April Jobs Report Preview
CNBC reported Thursday that Friday’s April jobs report is expected to deliver a headline payroll gain of just 55,000, a figure that would have once alarmed markets but now represents an uneasy equilibrium for the U.S. labor market.
A New Normal for Payroll Growth
The Bureau of Labor Statistics will publish the April jobs count at 8:30 a.m. ET Friday. Economists anticipate that modest total would be enough to hold the unemployment rate steady at 4.3%. In prior economic cycles, sub-100,000 monthly gains signaled recession risk. Today, that threshold has effectively moved lower, as slower population growth reduces how many jobs the economy must create to stay stable.

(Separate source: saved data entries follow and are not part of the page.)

//! Reconciliation engine: pure count aggregation and class-to-tool mapping.
//!
//! The engine only reports quantities. It never rejects a mismatch between
//! required, given and returned counts; accepting or rejecting a hand-off is
//! a human decision taken through the `*WaitingForApproval` states.

use std::collections::{BTreeMap, HashMap};

use serde::Serialize;
use utoipa::ToSchema;
use uuid::Uuid;

use super::detection::Detection;

/// Count detections per model class identifier.
///
/// Deterministic and I/O free; the `BTreeMap` keeps iteration order stable
/// for logging and tests.
///
/// # Examples
/// ```
/// use toolcrib::domain::reconcile::count_by_class;
///
/// assert!(count_by_class(&[]).is_empty());
/// ```
pub fn count_by_class(detections: &[Detection]) -> BTreeMap<u32, u32> {
    let mut counts = BTreeMap::new();
    for detection in detections {
        *counts.entry(detection.class_id).or_insert(0) += 1;
    }
    counts
}

/// Static mapping from model class identifiers to internal tool identifiers.
///
/// Loaded once at startup from configuration. Classes absent from the
/// mapping are silently dropped during translation; the model may know
/// object classes the crib does not stock.
#[derive(Debug, Clone, Default)]
pub struct ToolClassMap {
    classes: HashMap<u32, Uuid>,
}

impl ToolClassMap {
    /// Build a mapping from `(class_id, tool_id)` pairs.
    pub fn new(entries: impl IntoIterator<Item = (u32, Uuid)>) -> Self {
        Self {
            classes: entries.into_iter().collect(),
        }
    }

    /// Translate per-class counts into per-tool counts, dropping classes
    /// without a configured tool.
    pub fn map_to_tools(&self, counts: &BTreeMap<u32, u32>) -> HashMap<Uuid, u32> {
        counts
            .iter()
            .filter_map(|(class_id, quantity)| {
                self.classes.get(class_id).map(|tool_id| (*tool_id, *quantity))
            })
            .collect()
    }

    /// Number of configured class mappings.
    pub fn len(&self) -> usize {
        self.classes.len()
    }

    /// Whether no classes are configured.
    pub fn is_empty(&self) -> bool {
        self.classes.is_empty()
    }
}

/// One row of the reconciliation read view: how many of a kit tool were
/// required, handed out, and brought back.
#[derive(Debug, Clone, PartialEq, Eq, Serialize, ToSchema)]
#[serde(rename_all = "camelCase")]
pub struct LedgerLine {
    pub tool_id: Uuid,
    pub tool_name: String,
    pub quantity_required: u32,
    pub quantity_given: u32,
    pub quantity_returned: u32,
}

impl LedgerLine {
    /// Quantity handed out but not yet returned.
    pub fn outstanding(&self) -> u32 {
        self.quantity_given.saturating_sub(self.quantity_returned)
    }
}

March posted a stronger-than-expected 178,000 new positions, the best single-month reading since December 2024. Even so, the trailing 12-month average sits at only 22,000. Strip out health care, and the broader economy has shed jobs on a net basis.

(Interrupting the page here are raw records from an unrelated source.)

//! Domain types, ports and the session workflow.
//!
//! Everything here is transport agnostic: the HTTP adapter in `api` and the
//! driven adapters in `outbound` talk to this module through the types and
//! port traits it exports.

pub mod detection;
pub mod error;
pub mod evidence;
pub mod ports;
pub mod reconcile;
pub mod session;
pub mod workflow;

pub use self::detection::{BoundingBox, Detection, DetectionBatch, ImageMeta};
pub use self::error::{DomainError, ErrorCode};
pub use self::reconcile::{LedgerLine, ToolClassMap};
pub use self::session::{NewSessionDraft, SessionDetails, SessionRecord, SessionStatus};
pub use self::workflow::{RecognizedImage, SessionWorkflow};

The K-Shape Beneath the Headline
David Tinsley, senior economist at the Bank of America Institute, told CNBC the headline figures mask sharp inequality. He invoked the K-shape framework, where upper earners prosper while lower-income workers fall further behind. Bank of America’s proprietary spending data shows top-third earners saw after-tax wage growth of 6% in April. The bottom tier gained just 1.5%. With the consumer price index running at 3.5% through March, that lowest cohort effectively lost real purchasing power. Small businesses have also cut headcount over the past three months, while larger employers have largely held firm.
Background: Fed Watching Every Number
The Federal Reserve has kept rates unchanged as it navigates conflicting data streams. New York Fed President John Williams this week acknowledged the tension between stable hard data, such as weekly jobless claims, and softer sentiment surveys pointing toward cooling. Williams described the divergence as reflecting a “low-hire, low-fire” dynamic that warrants close monitoring. He nonetheless characterized current monetary policy as well-positioned, reinforcing market expectations that rate cuts remain off the table for now. Elevated inflation alongside a still-functional labor market gives policymakers little urgency to move in either direction.

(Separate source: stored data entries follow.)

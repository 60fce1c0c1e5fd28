//! Wire DTOs for the detection provider.
//!
//! Both transports speak the same response shape. Adapters decode into these
//! DTOs first, then map into domain batches in one validating pass.

use serde::{Deserialize, Serialize};

use crate::domain::detection::{BoundingBox, Detection, DetectionBatch, ImageMeta};

/// Broker-RPC request payload: one image, base64 encoded in transit.
#[derive(Debug, Serialize)]
pub(super) struct DetectRequestDto {
    pub(super) image_bytes: String,
}

#[derive(Debug, Deserialize)]
pub(super) struct DetectResponseDto {
    #[serde(default = "default_success")]
    pub(super) success: bool,
    #[serde(default)]
    pub(super) detections: Vec<DetectionDto>,
    #[serde(default)]
    pub(super) total_detections: u32,
    /// The broker worker omits metadata; the HTTP endpoint includes it.
    pub(super) image_info: Option<ImageInfoDto>,
}

fn default_success() -> bool {
    true
}

#[derive(Debug, Deserialize)]
pub(super) struct DetectionDto {
    pub(super) class_id: u32,
    pub(super) class_name: String,
    pub(super) confidence: f32,
    pub(super) bbox: BBoxDto,
}

#[derive(Debug, Deserialize)]
pub(super) struct BBoxDto {
    pub(super) x1: f32,
    pub(super) y1: f32,
    pub(super) x2: f32,
    pub(super) y2: f32,
}

#[derive(Debug, Deserialize)]
pub(super) struct ImageInfoDto {
    pub(super) width: u32,
    pub(super) height: u32,
    pub(super) mode: String,
}

impl DetectResponseDto {
    pub(super) fn into_domain(self) -> Result<DetectionBatch, String> {
        let detections = self
            .detections
            .into_iter()
            .map(DetectionDto::into_domain)
            .collect::<Result<Vec<_>, _>>()?;

        Ok(DetectionBatch {
            success: self.success,
            total: self.total_detections,
            detections,
            image: self.image_info.map(|info| ImageMeta {
                width: info.width,
                height: info.height,
                mode: info.mode,
            }),
        })
    }
}

impl DetectionDto {
    fn into_domain(self) -> Result<Detection, String> {
        if !self.confidence.is_finite() || !(0.0..=1.0).contains(&self.confidence) {
            return Err(format!(
                "detection of class {} carries confidence {} outside [0, 1]",
                self.class_id, self.confidence
            ));
        }
        Ok(Detection {
            class_id: self.class_id,
            class_name: self.class_name,
            confidence: self.confidence,
            bbox: BoundingBox {
                x1: self.bbox.x1,
                y1: self.bbox.y1,
                x2: self.bbox.x2,
                y2: self.bbox.y2,
            },
        })
    }
}

#[cfg(test)]
mod tests {
    //! Regression coverage for this module.

    use super::*;

    #[test]
    fn full_response_decodes_into_a_domain_batch() {
        let body = serde_json::json!({
            "success": true,
            "detections": [{
                "class_id": 1,
                "class_name": "brace",
                "confidence": 0.99,
                "bbox": { "x1": 10.0, "y1": 20.0, "x2": 110.0, "y2": 120.0 }
            }],
            "total_detections": 1,
            "image_info": { "width": 640, "height": 480, "mode": "RGB" }
        });

        let dto: DetectResponseDto = serde_json::from_value(body).expect("decode");
        let batch = dto.into_domain().expect("map");
        assert!(batch.success);
        assert_eq!(batch.total, 1);
        assert_eq!(batch.detections[0].class_id, 1);
        assert_eq!(batch.image.as_ref().map(|meta| meta.width), Some(640));
    }

    #[test]
    fn success_defaults_to_true_and_metadata_is_optional() {
        let body = serde_json::json!({
            "detections": [],
            "total_detections": 0
        });

        let dto: DetectResponseDto = serde_json::from_value(body).expect("decode");
        let batch = dto.into_domain().expect("map");
        assert!(batch.success);
        assert!(batch.image.is_none());
    }

    #[test]
    fn out_of_range_confidence_is_rejected() {
        let body = serde_json::json!({
            "detections": [{
                "class_id": 3,
                "class_name": "hammer",
                "confidence": 1.5,
                "bbox": { "x1": 0.0, "y1": 0.0, "x2": 1.0, "y2": 1.0 }
            }],
            "total_detections": 1
        });

        let dto: DetectResponseDto = serde_json::from_value(body).expect("decode");
        let err = dto.into_domain().expect_err("confidence out of range");
        assert!(err.contains("outside [0, 1]"));
    }
}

What Markets Are Pricing In
Investors broadly expect the Fed to stay on hold through year-end, with Friday’s print unlikely to change that calculus barring a dramatic surprise. Average hourly earnings are forecast to have risen 3.8% year-over-year, solid in isolation but insufficient for workers at the lower end of the wage scale. Tinsley summed up the landscape plainly: the overall picture looks stable, but distributions across income, business size, and sector tell a very different story.